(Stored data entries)
--- START ---

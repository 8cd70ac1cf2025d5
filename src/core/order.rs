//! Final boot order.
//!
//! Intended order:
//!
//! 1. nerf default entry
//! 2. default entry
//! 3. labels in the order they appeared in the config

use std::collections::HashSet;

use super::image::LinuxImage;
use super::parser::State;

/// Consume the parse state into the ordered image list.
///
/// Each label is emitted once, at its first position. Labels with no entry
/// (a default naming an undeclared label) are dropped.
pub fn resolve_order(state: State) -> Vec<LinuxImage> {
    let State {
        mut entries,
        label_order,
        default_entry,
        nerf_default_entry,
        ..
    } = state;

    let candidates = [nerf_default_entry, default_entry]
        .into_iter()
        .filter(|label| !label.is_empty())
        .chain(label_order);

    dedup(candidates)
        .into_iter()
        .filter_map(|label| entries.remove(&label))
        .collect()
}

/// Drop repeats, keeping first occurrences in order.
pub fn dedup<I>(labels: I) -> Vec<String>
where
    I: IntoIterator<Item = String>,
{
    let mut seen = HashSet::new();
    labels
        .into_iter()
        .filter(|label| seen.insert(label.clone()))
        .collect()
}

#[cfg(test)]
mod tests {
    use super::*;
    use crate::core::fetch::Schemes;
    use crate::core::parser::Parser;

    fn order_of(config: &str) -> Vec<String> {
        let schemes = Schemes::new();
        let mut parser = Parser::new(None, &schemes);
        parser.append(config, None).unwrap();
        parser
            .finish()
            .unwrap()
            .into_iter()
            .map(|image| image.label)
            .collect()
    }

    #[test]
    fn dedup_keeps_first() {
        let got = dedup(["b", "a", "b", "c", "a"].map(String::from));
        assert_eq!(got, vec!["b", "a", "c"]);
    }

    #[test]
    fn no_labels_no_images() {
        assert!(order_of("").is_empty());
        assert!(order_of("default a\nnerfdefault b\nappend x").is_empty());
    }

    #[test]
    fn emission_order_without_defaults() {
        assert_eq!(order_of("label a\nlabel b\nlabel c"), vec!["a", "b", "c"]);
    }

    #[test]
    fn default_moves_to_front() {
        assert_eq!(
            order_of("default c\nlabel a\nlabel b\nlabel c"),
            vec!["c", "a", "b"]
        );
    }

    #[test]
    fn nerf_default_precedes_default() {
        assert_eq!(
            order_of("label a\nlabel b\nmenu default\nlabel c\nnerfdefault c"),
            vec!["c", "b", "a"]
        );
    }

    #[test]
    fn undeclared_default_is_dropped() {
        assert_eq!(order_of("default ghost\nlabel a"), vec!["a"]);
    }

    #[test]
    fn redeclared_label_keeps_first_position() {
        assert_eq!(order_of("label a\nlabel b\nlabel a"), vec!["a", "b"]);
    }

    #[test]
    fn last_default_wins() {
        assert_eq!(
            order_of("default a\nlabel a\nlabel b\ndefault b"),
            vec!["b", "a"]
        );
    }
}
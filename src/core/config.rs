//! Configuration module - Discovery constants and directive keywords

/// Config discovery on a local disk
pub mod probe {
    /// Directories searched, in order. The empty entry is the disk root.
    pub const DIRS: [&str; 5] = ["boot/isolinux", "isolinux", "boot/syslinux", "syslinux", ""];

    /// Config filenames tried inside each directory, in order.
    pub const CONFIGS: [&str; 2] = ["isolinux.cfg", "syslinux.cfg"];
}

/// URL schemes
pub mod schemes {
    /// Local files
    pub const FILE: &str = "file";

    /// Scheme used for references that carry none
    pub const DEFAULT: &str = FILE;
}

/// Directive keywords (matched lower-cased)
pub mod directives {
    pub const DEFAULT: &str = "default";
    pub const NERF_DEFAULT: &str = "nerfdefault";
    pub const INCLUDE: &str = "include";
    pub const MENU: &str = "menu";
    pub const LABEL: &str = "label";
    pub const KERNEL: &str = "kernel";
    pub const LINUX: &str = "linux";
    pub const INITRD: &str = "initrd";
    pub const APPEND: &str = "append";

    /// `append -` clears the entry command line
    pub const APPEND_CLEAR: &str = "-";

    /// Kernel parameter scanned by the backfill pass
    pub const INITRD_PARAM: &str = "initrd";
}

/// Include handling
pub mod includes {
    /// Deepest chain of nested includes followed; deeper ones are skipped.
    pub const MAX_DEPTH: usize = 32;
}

--- END ---
--- START ---

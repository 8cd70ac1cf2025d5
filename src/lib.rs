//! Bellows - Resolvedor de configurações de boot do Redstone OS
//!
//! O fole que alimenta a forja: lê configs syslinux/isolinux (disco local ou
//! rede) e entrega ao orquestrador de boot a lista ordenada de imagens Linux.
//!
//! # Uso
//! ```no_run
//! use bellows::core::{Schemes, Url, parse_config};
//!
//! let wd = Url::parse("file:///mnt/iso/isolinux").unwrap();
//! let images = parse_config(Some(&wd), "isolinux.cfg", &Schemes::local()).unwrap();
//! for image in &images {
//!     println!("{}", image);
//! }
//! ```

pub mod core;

--- END ---
--- START ---

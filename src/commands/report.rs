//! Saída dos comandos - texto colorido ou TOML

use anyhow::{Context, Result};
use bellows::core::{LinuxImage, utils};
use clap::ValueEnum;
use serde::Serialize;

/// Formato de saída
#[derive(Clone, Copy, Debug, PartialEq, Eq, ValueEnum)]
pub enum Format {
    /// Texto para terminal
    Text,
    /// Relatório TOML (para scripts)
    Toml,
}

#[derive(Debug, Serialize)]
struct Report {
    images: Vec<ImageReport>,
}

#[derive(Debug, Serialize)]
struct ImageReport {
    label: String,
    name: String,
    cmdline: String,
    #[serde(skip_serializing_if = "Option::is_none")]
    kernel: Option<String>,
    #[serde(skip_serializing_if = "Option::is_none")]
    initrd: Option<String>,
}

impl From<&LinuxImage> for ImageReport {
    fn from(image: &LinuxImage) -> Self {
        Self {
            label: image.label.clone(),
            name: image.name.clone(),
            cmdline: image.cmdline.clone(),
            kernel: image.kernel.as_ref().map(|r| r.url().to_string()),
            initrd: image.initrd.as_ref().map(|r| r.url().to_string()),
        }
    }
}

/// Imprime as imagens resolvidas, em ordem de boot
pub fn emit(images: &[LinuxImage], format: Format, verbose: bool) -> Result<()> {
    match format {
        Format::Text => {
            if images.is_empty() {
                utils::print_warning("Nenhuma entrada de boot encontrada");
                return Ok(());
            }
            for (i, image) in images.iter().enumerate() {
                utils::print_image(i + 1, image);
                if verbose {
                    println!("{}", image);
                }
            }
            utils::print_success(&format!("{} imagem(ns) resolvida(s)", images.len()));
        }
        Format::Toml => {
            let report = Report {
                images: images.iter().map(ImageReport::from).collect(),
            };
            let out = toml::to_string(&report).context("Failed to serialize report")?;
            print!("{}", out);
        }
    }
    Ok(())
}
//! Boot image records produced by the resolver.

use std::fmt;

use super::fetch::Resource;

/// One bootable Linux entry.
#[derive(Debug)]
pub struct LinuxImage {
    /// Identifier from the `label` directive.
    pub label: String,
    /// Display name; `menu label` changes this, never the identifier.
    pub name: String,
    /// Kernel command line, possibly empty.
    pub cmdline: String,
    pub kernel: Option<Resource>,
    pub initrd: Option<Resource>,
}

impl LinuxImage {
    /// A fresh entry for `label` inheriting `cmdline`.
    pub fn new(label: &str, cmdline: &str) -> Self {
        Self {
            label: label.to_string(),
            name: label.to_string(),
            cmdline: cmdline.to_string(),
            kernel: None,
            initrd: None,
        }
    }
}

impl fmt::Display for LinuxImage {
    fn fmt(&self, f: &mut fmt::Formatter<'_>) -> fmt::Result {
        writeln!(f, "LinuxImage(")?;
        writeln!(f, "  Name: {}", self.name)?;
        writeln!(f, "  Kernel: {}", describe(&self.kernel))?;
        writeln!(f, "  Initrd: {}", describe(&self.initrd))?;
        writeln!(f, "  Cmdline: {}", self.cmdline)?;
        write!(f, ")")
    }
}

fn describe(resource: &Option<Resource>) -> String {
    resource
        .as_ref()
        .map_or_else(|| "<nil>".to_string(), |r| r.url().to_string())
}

--- END ---

* [Try it]:
Each line of the entries above that includes the string "crate" should be copied out.

* [Solution to this problem]:
    use crate::core::fetch::Schemes;
    use crate::core::parser::Parser;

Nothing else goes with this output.